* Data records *

↓

//! Generation port - Interface to the text-generation backend

use async_trait::async_trait;
#[cfg(test)]
use mockall::automock;

use crate::error::ApplicationError;

/// Result of a generation call
#[derive(Debug, Clone, PartialEq, Eq)]
pub struct GenerationResult {
    /// Generated reply text
    pub reply: String,
    /// Model used for generation
    pub model: String,
    /// Number of tokens used (if reported)
    pub tokens_used: Option<u32>,
    /// Latency in milliseconds
    pub latency_ms: u64,
}

/// Port for generation operations
///
/// `steering` is the second composition field: the persona tag under the
/// character-direct scheme, the fused query/context/persona string under the
/// context-fused scheme. It may be empty.
#[cfg_attr(test, automock)]
#[async_trait]
pub trait GenerationPort: Send + Sync {
    /// Generate a reply for a query with the given steering input
    async fn generate(
        &self,
        query: &str,
        steering: &str,
    ) -> Result<GenerationResult, ApplicationError>;

    /// Check if the generation backend is healthy
    async fn is_healthy(&self) -> bool;

    /// Name of the model in use
    fn model_name(&self) -> String;
}
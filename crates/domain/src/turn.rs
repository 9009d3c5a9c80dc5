//! Turn entities
//!
//! A turn is one complete request/response cycle through the orchestration
//! pipeline: user utterance in, generated (and optionally voiced) reply out.
//! Turns carry no identity and are discarded once answered.

use crate::errors::DomainError;

/// A single inbound conversational turn
#[derive(Debug, Clone, PartialEq, Eq)]
pub struct TurnRequest {
    /// User utterance driving the turn
    pub query: String,
    /// Persona tag steering generation style; opaque to the pipeline and
    /// allowed to be empty
    pub character: String,
}

impl TurnRequest {
    /// Create a validated turn request
    ///
    /// # Errors
    ///
    /// Returns [`DomainError::EmptyQuery`] if the query is empty after
    /// trimming.
    pub fn new(
        query: impl Into<String>,
        character: impl Into<String>,
    ) -> Result<Self, DomainError> {
        let query = query.into();
        if query.trim().is_empty() {
            return Err(DomainError::EmptyQuery);
        }
        Ok(Self {
            query,
            character: character.into(),
        })
    }
}

/// The successful outcome of a turn
#[derive(Debug, Clone, PartialEq, Eq)]
pub struct TurnReply {
    /// Generated reply text
    pub reply: String,
    /// Opaque reference to synthesized audio. Present only when the speech
    /// stage ran and succeeded; absence does not signal failure.
    pub audio_ref: Option<String>,
}

impl TurnReply {
    /// A reply carrying text only
    pub fn text(reply: impl Into<String>) -> Self {
        Self {
            reply: reply.into(),
            audio_ref: None,
        }
    }

    /// Attach an audio reference to the reply
    #[must_use]
    pub fn with_audio(mut self, audio_ref: impl Into<String>) -> Self {
        self.audio_ref = Some(audio_ref.into());
        self
    }
}

#[cfg(test)]
mod tests {
    use super::*;

    #[test]
    fn request_with_query_and_character() {
        let request = TurnRequest::new("你好", "活泼").unwrap();
        assert_eq!(request.query, "你好");
        assert_eq!(request.character, "活泼");
    }

    #[test]
    fn empty_character_is_allowed() {
        let request = TurnRequest::new("hello", "").unwrap();
        assert!(request.character.is_empty());
    }

    #[test]
    fn empty_query_is_rejected() {
        let result = TurnRequest::new("", "any");
        assert_eq!(result.unwrap_err(), DomainError::EmptyQuery);
    }

    #[test]
    fn whitespace_query_is_rejected() {
        let result = TurnRequest::new("   ", "any");
        assert_eq!(result.unwrap_err(), DomainError::EmptyQuery);
    }

    #[test]
    fn query_is_not_trimmed_on_accept() {
        // Trimming is only used for the emptiness check; the query itself
        // travels verbatim.
        let request = TurnRequest::new(" hi ", "").unwrap();
        assert_eq!(request.query, " hi ");
    }

    #[test]
    fn text_reply_has_no_audio() {
        let reply = TurnReply::text("回复X");
        assert_eq!(reply.reply, "回复X");
        assert!(reply.audio_ref.is_none());
    }

    #[test]
    fn with_audio_sets_reference() {
        let reply = TurnReply::text("hi").with_audio("/audio/out.wav");
        assert_eq!(reply.audio_ref.as_deref(), Some("/audio/out.wav"));
    }

    #[test]
    fn replies_with_identical_inputs_are_equal() {
        let a = TurnReply::text("same").with_audio("x.wav");
        let b = TurnReply::text("same").with_audio("x.wav");
        assert_eq!(a, b);
    }
}
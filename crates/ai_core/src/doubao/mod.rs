//! Doubao-lite generation engine implementation
//!
//! Connects to the Doubao OpenAI-compatible chat-completions API (or any
//! server speaking the same dialect).

mod client;

pub use client::DoubaoChatEngine;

↑

* GOAL OF THE EXERCISE *
Could you copy out every record above exactly as it appears?

* SOLUTION TO THE PROBLEM *
//! Generation port - Interface to the text-generation backend

use async_trait::async_trait;
#[cfg(test)]
use mockall::automock;

use crate::error::ApplicationError;

/// Result of a generation call
#[derive(Debug, Clone, PartialEq, Eq)]
pub struct GenerationResult {
    /// Generated reply text
    pub reply: String,
    /// Model used for generation
    pub model: String,
    /// Number of tokens used (if reported)
    pub tokens_used: Option<u32>,
    /// Latency in milliseconds
    pub latency_ms: u64,
}

/// Port for generation operations
///
/// `steering` is the second composition field: the persona tag under the
/// character-direct scheme, the fused query/context/persona string under the
/// context-fused scheme. It may be empty.
#[cfg_attr(test, automock)]
#[async_trait]
pub trait GenerationPort: Send + Sync {
    /// Generate a reply for a query with the given steering input
    async fn generate(
        &self,
        query: &str,
        steering: &str,
    ) -> Result<GenerationResult, ApplicationError>;

    /// Check if the generation backend is healthy
    async fn is_healthy(&self) -> bool;

    /// Name of the model in use
    fn model_name(&self) -> String;
}
filename crates/domain/src/turn.rs
repository 9009d3c5a9c80dc5
//! Turn entities
//!
//! A turn is one complete request/response cycle through the orchestration
//! pipeline: user utterance in, generated (and optionally voiced) reply out.
//! Turns carry no identity and are discarded once answered.

use crate::errors::DomainError;

/// A single inbound conversational turn
#[derive(Debug, Clone, PartialEq, Eq)]
pub struct TurnRequest {
    /// User utterance driving the turn
    pub query: String,
    /// Persona tag steering generation style; opaque to the pipeline and
    /// allowed to be empty
    pub character: String,
}

impl TurnRequest {
    /// Create a validated turn request
    ///
    /// # Errors
    ///
    /// Returns [`DomainError::EmptyQuery`] if the query is empty after
    /// trimming.
    pub fn new(
        query: impl Into<String>,
        character: impl Into<String>,
    ) -> Result<Self, DomainError> {
        let query = query.into();
        if query.trim().is_empty() {
            return Err(DomainError::EmptyQuery);
        }
        Ok(Self {
            query,
            character: character.into(),
        })
    }
}

/// The successful outcome of a turn
#[derive(Debug, Clone, PartialEq, Eq)]
pub struct TurnReply {
    /// Generated reply text
    pub reply: String,
    /// Opaque reference to synthesized audio. Present only when the speech
    /// stage ran and succeeded; absence does not signal failure.
    pub audio_ref: Option<String>,
}

impl TurnReply {
    /// A reply carrying text only
    pub fn text(reply: impl Into<String>) -> Self {
        Self {
            reply: reply.into(),
            audio_ref: None,
        }
    }

    /// Attach an audio reference to the reply
    #[must_use]
    pub fn with_audio(mut self, audio_ref: impl Into<String>) -> Self {
        self.audio_ref = Some(audio_ref.into());
        self
    }
}

#[cfg(test)]
mod tests {
    use super::*;

    #[test]
    fn request_with_query_and_character() {
        let request = TurnRequest::new("你好", "活泼").unwrap();
        assert_eq!(request.query, "你好");
        assert_eq!(request.character, "活泼");
    }

    #[test]
    fn empty_character_is_allowed() {
        let request = TurnRequest::new("hello", "").unwrap();
        assert!(request.character.is_empty());
    }

    #[test]
    fn empty_query_is_rejected() {
        let result = TurnRequest::new("", "any");
        assert_eq!(result.unwrap_err(), DomainError::EmptyQuery);
    }

    #[test]
    fn whitespace_query_is_rejected() {
        let result = TurnRequest::new("   ", "any");
        assert_eq!(result.unwrap_err(), DomainError::EmptyQuery);
    }

    #[test]
    fn query_is_not_trimmed_on_accept() {
        // Trimming is only used for the emptiness check; the query itself
        // travels verbatim.
        let request = TurnRequest::new(" hi ", "").unwrap();
        assert_eq!(request.query, " hi ");
    }

    #[test]
    fn text_reply_has_no_audio() {
        let reply = TurnReply::text("回复X");
        assert_eq!(reply.reply, "回复X");
        assert!(reply.audio_ref.is_none());
    }

    #[test]
    fn with_audio_sets_reference() {
        let reply = TurnReply::text("hi").with_audio("/audio/out.wav");
        assert_eq!(reply.audio_ref.as_deref(), Some("/audio/out.wav"));
    }

    #[test]
    fn replies_with_identical_inputs_are_equal() {
        let a = TurnReply::text("same").with_audio("x.wav");
        let b = TurnReply::text("same").with_audio("x.wav");
        assert_eq!(a, b);
    }
}
filename crates/ai_core/src/doubao/mod.rs
//! Doubao-lite generation engine implementation
//!
//! Connects to the Doubao OpenAI-compatible chat-completions API (or any
//! server speaking the same dialect).

mod client;

pub use client::DoubaoChatEngine;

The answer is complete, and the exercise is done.